Data provided section start

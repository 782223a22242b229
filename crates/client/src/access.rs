//! Role-based screen gating.
//!
//! The UI shell asks `can_view` before rendering a screen or triggering its
//! data fetch; a denied screen renders its unauthorized view instead.

use swiftdrop_core::Role;

/// Screens the client can navigate to after sign-in.
#[derive(Debug, Clone, Copy, PartialEq, Eq, Hash)]
pub enum Screen {
    /// Customer order history list.
    Orders,
    /// Single order with status and driver details.
    OrderDetail,
    /// Profile editing.
    Profile,
    /// App settings.
    Settings,
}

/// Whether the given role may view the given screen.
///
/// Orders and Profile are customer surfaces; drivers get their own home
/// screen fed by [`crate::backend::OrderStore::orders_for_driver`] and must
/// not reach the customer screens. Settings is open to both roles.
#[must_use]
pub const fn can_view(role: Role, screen: Screen) -> bool {
    match screen {
        Screen::Orders | Screen::OrderDetail | Screen::Profile => role.is_customer(),
        Screen::Settings => true,
    }
}
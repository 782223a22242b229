//! Core types for SwiftDrop.
//!
//! This module provides type-safe wrappers for common domain concepts.

pub mod email;
pub mod id;
pub mod price;
pub mod role;
pub mod status;

pub use email::{Email, EmailError};
pub use id::*;
pub use price::{CurrencyCode, Price};
pub use role::Role;
pub use status::OrderStatus;
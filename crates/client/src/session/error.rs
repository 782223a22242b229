//! Session error types.

use thiserror::Error;

use crate::backend::ApiError;
use crate::storage::StoreError;

/// Errors that can occur during session operations.
///
/// Every failure a session operation can hit is converted into one of these
/// values before it crosses back to the UI; `Display` supplies the message
/// shown inline on the form.
#[derive(Debug, Error)]
pub enum SessionError {
    /// Invalid email format.
    #[error("invalid email: {0}")]
    InvalidEmail(#[from] swiftdrop_core::EmailError),

    /// Invalid credentials (wrong password or no such account).
    #[error("invalid email or password")]
    InvalidCredentials,

    /// Registration attempted with an email that already has an account.
    #[error("an account with this email already exists")]
    EmailAlreadyRegistered,

    /// Password too weak or invalid.
    #[error("password validation failed: {0}")]
    WeakPassword(String),

    /// Backend call failed.
    #[error("backend error: {0}")]
    Api(#[from] ApiError),

    /// Local snapshot storage failed.
    #[error("local storage error: {0}")]
    Storage(#[from] StoreError),
}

Data provided section end

What to work on: Restate word for word the lines above, beginning at the first one and ending at the line that carries "filename crates/client/src/session/error.rs".

Solution for this problem:
repository 782223a22242b229
filename crates/client/src/access.rs
//! Role-based screen gating.
//!
//! The UI shell asks `can_view` before rendering a screen or triggering its
//! data fetch; a denied screen renders its unauthorized view instead.

use swiftdrop_core::Role;

/// Screens the client can navigate to after sign-in.
#[derive(Debug, Clone, Copy, PartialEq, Eq, Hash)]
pub enum Screen {
    /// Customer order history list.
    Orders,
    /// Single order with status and driver details.
    OrderDetail,
    /// Profile editing.
    Profile,
    /// App settings.
    Settings,
}

/// Whether the given role may view the given screen.
///
/// Orders and Profile are customer surfaces; drivers get their own home
/// screen fed by [`crate::backend::OrderStore::orders_for_driver`] and must
/// not reach the customer screens. Settings is open to both roles.
#[must_use]
pub const fn can_view(role: Role, screen: Screen) -> bool {
    match screen {
        Screen::Orders | Screen::OrderDetail | Screen::Profile => role.is_customer(),
        Screen::Settings => true,
    }
}
repository 782223a22242b229
//! Core types for SwiftDrop.
//!
//! This module provides type-safe wrappers for common domain concepts.

pub mod email;
pub mod id;
pub mod price;
pub mod role;
pub mod status;

pub use email::{Email, EmailError};
pub use id::*;
pub use price::{CurrencyCode, Price};
pub use role::Role;
pub use status::OrderStatus;
filename crates/client/src/session/error.rs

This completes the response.